Work order: Within these entries, which lines include the string "ProvisionWatcher"? Copy each one.

Extracted material:
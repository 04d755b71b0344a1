use thiserror::Error;

/// Structured error context for better error handling and debugging.
#[derive(Debug, Clone, Default, PartialEq, Eq)]
pub struct ErrorContext {
    /// Configuration key that caused the error (e.g., "clients.core-metadata.port")
    pub field_path: Option<String>,
    /// Additional context about the error (e.g., expected value, actual value)
    pub details: Option<String>,
    /// Source of the error (e.g., "config_validation", "registry_check")
    pub source: Option<String>,
}

impl ErrorContext {
    pub fn new() -> Self {
        Self::default()
    }

    pub fn with_field_path(mut self, path: impl Into<String>) -> Self {
        self.field_path = Some(path.into());
        self
    }

    pub fn with_details(mut self, details: impl Into<String>) -> Self {
        self.details = Some(details.into());
        self
    }

    pub fn with_source(mut self, source: impl Into<String>) -> Self {
        self.source = Some(source.into());
        self
    }
}

/// Unified error type for the readiness gate.
///
/// Failures inside a probe loop never cross the coordinator boundary as
/// errors; they resolve locally into probe outcomes. This type covers the
/// edges where a structured error is the right surface: configuration
/// loading/validation and the operations exposed by published client handles.
#[derive(Debug, Error)]
pub enum Error {
    #[error("Configuration error: {message}{}", format_context(.context))]
    Configuration {
        message: String,
        context: ErrorContext,
    },

    #[error("Registry error: {message}")]
    Registry { message: String },

    #[error("Network transport error: {0}")]
    Transport(#[from] reqwest::Error),

    #[error("I/O error: {0}")]
    Io(#[from] std::io::Error),

    #[error("Serialization error: {0}")]
    Serialization(#[from] serde_yaml::Error),
}

// Helper function to format error context for display
fn format_context(ctx: &ErrorContext) -> String {
    let mut parts = Vec::new();
    if let Some(ref field) = ctx.field_path {
        parts.push(format!("field: {}", field));
    }
    if let Some(ref details) = ctx.details {
        parts.push(format!("details: {}", details));
    }
    if let Some(ref source) = ctx.source {
        parts.push(format!("source: {}", source));
    }
    if parts.is_empty() {
        String::new()
    } else {
        format!(" ({})", parts.join(", "))
    }
}

impl Error {
    /// Create a new configuration error with structured context
    pub fn configuration_with_context(msg: impl Into<String>, context: ErrorContext) -> Self {
        Error::Configuration {
            message: msg.into(),
            context,
        }
    }

    /// Create a new registry error
    pub fn registry(msg: impl Into<String>) -> Self {
        Error::Registry {
            message: msg.into(),
        }
    }

    /// Extract error context if available
    pub fn context(&self) -> Option<&ErrorContext> {
        match self {
            Error::Configuration { context, .. } => Some(context),
            _ => None,
        }
    }
}
//! Client handles published after a successful readiness check.
//!
//! Once every upstream dependency is confirmed reachable, the gate constructs
//! one handle per logical capability and publishes it into a [`ClientRegistry`]
//! keyed by [`ClientName`]. The registry is owned by the caller: constructed
//! once at startup, populated by the gate, and shared read-only for the
//! lifetime of the process. Consumers retrieve handles by key; after a failed
//! readiness check the registry stays empty and `get` returns `None`.

mod handle;

pub use handle::ClientHandle;

use std::collections::HashMap;
use std::fmt;

/// Closed set of published client capabilities.
///
/// The metadata-bound capabilities share the core-metadata endpoint; `Event`
/// is bound to the core-data endpoint.
#[derive(Debug, Clone, Copy, PartialEq, Eq, Hash)]
pub enum ClientName {
    Device,
    DeviceService,
    DeviceProfile,
    ProvisionWatcher,
    Event,
}

impl ClientName {
    pub fn as_str(self) -> &'static str {
        match self {
            ClientName::Device => "device",
            ClientName::DeviceService => "device-service",
            ClientName::DeviceProfile => "device-profile",
            ClientName::ProvisionWatcher => "provision-watcher",
            ClientName::Event => "event",
        }
    }

    /// The capabilities bound to the core-metadata endpoint.
    pub const METADATA_CLIENTS: [ClientName; 4] = [
        ClientName::Device,
        ClientName::DeviceService,
        ClientName::DeviceProfile,
        ClientName::ProvisionWatcher,
    ];
}

impl fmt::Display for ClientName {
    fn fmt(&self, f: &mut fmt::Formatter<'_>) -> fmt::Result {
        f.write_str(self.as_str())
    }
}

/// Keyed lookup of constructed client handles.
#[derive(Debug, Default)]
pub struct ClientRegistry {
    entries: HashMap<ClientName, ClientHandle>,
}

impl ClientRegistry {
    pub fn new() -> Self {
        Self::default()
    }

    /// Publish a handle, overwriting any prior entry for the same key.
    pub fn publish(&mut self, name: ClientName, handle: ClientHandle) {
        self.entries.insert(name, handle);
    }

    pub fn get(&self, name: ClientName) -> Option<&ClientHandle> {
        self.entries.get(&name)
    }

    pub fn len(&self) -> usize {
        self.entries.len()
    }

    pub fn is_empty(&self) -> bool {
        self.entries.is_empty()
    }
}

Answer space:
    ProvisionWatcher,
            ClientName::ProvisionWatcher => "provision-watcher",
        ClientName::ProvisionWatcher,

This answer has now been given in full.